* TASK:
Locate the string "struct" in the records below. Copy every line where it occurs.

* RECORDS FOR THE TASK:
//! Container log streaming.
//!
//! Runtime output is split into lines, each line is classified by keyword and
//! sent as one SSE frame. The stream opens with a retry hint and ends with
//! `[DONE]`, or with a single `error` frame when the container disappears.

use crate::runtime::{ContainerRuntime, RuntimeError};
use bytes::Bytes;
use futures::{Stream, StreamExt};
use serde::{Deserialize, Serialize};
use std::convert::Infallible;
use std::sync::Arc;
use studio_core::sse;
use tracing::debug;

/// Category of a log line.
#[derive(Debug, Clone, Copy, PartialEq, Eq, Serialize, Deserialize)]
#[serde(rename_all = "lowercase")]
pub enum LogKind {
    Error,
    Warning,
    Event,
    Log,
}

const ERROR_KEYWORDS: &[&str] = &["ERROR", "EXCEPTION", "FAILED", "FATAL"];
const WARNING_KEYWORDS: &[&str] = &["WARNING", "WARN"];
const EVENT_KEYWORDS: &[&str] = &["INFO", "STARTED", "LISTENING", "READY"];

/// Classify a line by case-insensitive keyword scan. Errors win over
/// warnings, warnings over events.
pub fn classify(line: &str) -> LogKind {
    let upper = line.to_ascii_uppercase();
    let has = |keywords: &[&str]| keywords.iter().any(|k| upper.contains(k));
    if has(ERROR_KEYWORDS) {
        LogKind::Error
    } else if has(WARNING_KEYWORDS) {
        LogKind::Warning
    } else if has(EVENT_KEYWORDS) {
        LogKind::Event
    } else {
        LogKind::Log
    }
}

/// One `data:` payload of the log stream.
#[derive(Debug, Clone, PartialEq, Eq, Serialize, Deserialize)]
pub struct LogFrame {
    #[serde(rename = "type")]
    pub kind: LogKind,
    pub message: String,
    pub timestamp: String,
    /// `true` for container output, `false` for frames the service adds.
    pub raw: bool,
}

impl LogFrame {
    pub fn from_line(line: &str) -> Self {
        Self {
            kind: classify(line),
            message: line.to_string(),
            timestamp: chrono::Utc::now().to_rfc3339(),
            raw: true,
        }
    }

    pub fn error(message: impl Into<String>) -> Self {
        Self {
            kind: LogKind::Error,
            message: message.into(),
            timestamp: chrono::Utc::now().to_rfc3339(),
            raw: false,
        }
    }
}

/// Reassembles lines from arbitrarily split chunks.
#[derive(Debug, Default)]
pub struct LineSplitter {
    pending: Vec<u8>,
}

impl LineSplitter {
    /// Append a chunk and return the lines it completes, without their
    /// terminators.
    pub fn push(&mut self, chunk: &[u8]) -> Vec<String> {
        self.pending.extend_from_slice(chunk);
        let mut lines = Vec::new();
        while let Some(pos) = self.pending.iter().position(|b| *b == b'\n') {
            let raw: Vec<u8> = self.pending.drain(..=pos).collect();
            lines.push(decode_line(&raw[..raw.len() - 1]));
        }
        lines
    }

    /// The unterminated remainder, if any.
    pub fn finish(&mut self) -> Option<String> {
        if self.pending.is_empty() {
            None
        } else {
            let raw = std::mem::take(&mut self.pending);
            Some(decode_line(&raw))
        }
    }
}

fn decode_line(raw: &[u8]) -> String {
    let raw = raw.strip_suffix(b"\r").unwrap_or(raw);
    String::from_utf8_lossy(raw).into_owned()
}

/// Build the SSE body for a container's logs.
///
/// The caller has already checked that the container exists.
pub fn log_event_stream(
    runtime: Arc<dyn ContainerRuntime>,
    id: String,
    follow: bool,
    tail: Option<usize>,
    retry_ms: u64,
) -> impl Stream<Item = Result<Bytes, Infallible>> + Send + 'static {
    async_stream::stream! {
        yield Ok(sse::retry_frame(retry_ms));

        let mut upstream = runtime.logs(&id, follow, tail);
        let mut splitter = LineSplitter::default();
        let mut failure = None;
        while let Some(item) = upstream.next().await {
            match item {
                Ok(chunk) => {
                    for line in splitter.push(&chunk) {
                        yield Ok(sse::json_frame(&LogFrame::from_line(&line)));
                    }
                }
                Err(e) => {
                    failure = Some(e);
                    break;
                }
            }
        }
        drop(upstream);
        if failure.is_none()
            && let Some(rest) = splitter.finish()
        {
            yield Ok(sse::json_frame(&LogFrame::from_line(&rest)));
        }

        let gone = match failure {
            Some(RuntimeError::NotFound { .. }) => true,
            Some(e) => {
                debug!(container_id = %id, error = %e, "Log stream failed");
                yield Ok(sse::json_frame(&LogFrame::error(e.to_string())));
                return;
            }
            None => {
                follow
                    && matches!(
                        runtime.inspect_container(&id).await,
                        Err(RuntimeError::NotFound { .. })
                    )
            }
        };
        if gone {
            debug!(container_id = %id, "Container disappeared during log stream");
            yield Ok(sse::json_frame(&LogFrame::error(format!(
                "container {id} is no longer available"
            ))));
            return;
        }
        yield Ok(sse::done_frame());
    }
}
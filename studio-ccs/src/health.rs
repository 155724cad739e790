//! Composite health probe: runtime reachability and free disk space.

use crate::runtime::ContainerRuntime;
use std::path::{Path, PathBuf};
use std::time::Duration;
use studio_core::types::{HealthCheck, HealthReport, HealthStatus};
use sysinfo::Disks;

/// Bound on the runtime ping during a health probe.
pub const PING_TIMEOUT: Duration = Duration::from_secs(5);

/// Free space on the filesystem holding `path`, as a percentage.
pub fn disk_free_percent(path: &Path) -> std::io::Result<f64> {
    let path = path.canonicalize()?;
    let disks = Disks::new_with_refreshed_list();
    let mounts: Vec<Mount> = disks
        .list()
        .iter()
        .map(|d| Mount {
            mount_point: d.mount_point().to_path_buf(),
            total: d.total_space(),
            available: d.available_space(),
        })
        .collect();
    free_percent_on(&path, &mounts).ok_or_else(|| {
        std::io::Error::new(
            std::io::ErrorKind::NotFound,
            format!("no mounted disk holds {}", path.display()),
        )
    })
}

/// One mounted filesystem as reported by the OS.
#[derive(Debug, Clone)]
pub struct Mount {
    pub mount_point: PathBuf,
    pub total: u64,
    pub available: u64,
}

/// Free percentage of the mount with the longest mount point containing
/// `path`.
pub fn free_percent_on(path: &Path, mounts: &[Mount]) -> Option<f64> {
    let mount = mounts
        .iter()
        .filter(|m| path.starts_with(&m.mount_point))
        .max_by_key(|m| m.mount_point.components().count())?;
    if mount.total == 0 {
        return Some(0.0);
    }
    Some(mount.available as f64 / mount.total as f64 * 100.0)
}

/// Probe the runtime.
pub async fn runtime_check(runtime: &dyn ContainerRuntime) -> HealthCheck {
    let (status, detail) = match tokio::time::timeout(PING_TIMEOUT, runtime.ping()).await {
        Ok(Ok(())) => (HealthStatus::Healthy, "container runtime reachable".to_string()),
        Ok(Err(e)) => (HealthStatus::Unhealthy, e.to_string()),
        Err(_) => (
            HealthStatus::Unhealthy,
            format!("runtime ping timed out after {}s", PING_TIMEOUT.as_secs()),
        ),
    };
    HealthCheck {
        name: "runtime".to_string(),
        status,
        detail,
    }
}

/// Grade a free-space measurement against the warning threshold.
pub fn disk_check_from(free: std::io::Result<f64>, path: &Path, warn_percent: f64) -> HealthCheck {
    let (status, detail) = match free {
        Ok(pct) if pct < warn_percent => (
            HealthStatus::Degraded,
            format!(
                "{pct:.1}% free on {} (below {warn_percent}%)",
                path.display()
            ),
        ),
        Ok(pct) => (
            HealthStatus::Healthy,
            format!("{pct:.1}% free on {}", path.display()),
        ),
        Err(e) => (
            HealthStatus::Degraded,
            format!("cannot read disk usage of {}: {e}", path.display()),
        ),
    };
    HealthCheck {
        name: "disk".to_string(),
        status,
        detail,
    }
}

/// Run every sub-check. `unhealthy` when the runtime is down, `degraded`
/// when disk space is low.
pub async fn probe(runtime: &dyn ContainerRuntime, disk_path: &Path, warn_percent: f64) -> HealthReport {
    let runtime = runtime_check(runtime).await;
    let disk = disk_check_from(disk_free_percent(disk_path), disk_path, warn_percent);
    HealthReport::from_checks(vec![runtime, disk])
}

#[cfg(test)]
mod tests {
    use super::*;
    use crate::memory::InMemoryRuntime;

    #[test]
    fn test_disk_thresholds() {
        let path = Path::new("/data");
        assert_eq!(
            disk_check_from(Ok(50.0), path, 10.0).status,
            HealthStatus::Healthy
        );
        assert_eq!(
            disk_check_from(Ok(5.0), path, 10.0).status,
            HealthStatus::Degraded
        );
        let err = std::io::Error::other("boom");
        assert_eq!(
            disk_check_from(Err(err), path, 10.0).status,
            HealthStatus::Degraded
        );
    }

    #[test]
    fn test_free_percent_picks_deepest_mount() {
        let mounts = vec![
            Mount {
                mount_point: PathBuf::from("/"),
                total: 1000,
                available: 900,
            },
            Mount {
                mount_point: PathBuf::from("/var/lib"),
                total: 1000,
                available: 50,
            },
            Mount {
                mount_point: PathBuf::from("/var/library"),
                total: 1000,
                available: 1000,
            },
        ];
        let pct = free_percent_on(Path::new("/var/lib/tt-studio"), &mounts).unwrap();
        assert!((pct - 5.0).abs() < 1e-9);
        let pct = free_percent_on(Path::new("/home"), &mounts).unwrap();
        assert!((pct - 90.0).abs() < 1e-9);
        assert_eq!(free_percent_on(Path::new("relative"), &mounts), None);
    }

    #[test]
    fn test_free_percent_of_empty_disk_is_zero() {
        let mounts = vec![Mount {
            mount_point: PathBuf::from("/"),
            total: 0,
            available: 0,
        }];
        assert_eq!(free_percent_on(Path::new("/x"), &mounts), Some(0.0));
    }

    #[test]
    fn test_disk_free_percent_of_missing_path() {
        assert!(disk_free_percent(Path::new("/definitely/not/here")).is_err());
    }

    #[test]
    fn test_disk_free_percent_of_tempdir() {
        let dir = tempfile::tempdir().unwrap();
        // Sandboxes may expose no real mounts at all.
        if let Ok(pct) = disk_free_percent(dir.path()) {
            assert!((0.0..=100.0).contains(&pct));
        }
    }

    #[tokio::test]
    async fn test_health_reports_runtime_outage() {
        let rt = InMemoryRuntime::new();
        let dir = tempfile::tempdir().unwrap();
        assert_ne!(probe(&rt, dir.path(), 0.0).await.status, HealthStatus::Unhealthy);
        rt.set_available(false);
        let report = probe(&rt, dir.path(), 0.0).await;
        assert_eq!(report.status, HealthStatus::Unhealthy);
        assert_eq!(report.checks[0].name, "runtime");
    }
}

* PROBLEM SOLUTION:
pub struct LogFrame {
pub struct LineSplitter {
pub struct Mount {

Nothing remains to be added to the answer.